The required output is the exact sequence of lines from the line holding "return Ok(Self::Err);" to the end of the records, inclusive.

[Stored items from a collection]
◇ ◇ ◇
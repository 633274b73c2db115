use crate::err::{DecodeError, DecodeErrorKind};

#[derive(PartialEq, Eq, PartialOrd, Ord, Clone, Copy, Debug, Hash)]
pub enum QosLevel {
    AtMostOnce = 0,
    AtLeastOnce = 1,
    ExactlyOnce = 2,
}

impl PartialEq<SubAckQoS> for QosLevel {
    fn eq(&self, other: &SubAckQoS) -> bool {
        return other == self;
    }
}

impl TryFrom<u8> for QosLevel {
    type Error = DecodeError;
    /// Takes a byte with non-QoS bits masked, and QoS bits right-shifted to bit 0.
    fn try_from(value: u8) -> Result<Self, DecodeError> {
        let out = match value {
            0 => Self::AtMostOnce,
            1 => Self::AtLeastOnce,
            2 => Self::ExactlyOnce,
            _ => {
                return Err(DecodeError::new(
                    DecodeErrorKind::QoS,
                    format!("Invalid QoS: {value}, only values 0-2 are valid"),
                ));
            }
        };

        return Ok(out);
    }
}

/// The granted-QoS entry carried in a SUBACK payload: either a QoS level or
/// the 0x80 failure code for a rejected subscription.
#[derive(PartialEq, Eq, PartialOrd, Ord, Clone, Copy, Debug)]
pub enum SubAckQoS {
    QOS(QosLevel),
    Err,
}

impl PartialEq<QosLevel> for SubAckQoS {
    fn eq(&self, other: &QosLevel) -> bool {
        match self {
            Self::Err => return false,
            Self::QOS(qos) => return qos == other,
        }
    }
}

impl From<QosLevel> for SubAckQoS {
    fn from(value: QosLevel) -> Self {
        return Self::QOS(value);
    }
}

impl Into<u8> for SubAckQoS {
    fn into(self) -> u8 {
        match self {
            Self::Err => return 0b1000_0000,
            Self::QOS(qos) => return qos as u8,
        }
    }
}

impl TryFrom<u8> for SubAckQoS {
    type Error = DecodeError;
    fn try_from(value: u8) -> Result<Self, Self::Error> {
        if value == 0b1000_0000 {
            return Ok(Self::Err);
        } else {
            return Ok(Self::QOS(QosLevel::try_from(value)?));
        }
    }
}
◇ ◇ ◇
- Solution to this task -
            return Ok(Self::Err);
        } else {
            return Ok(Self::QOS(QosLevel::try_from(value)?));
        }
    }
}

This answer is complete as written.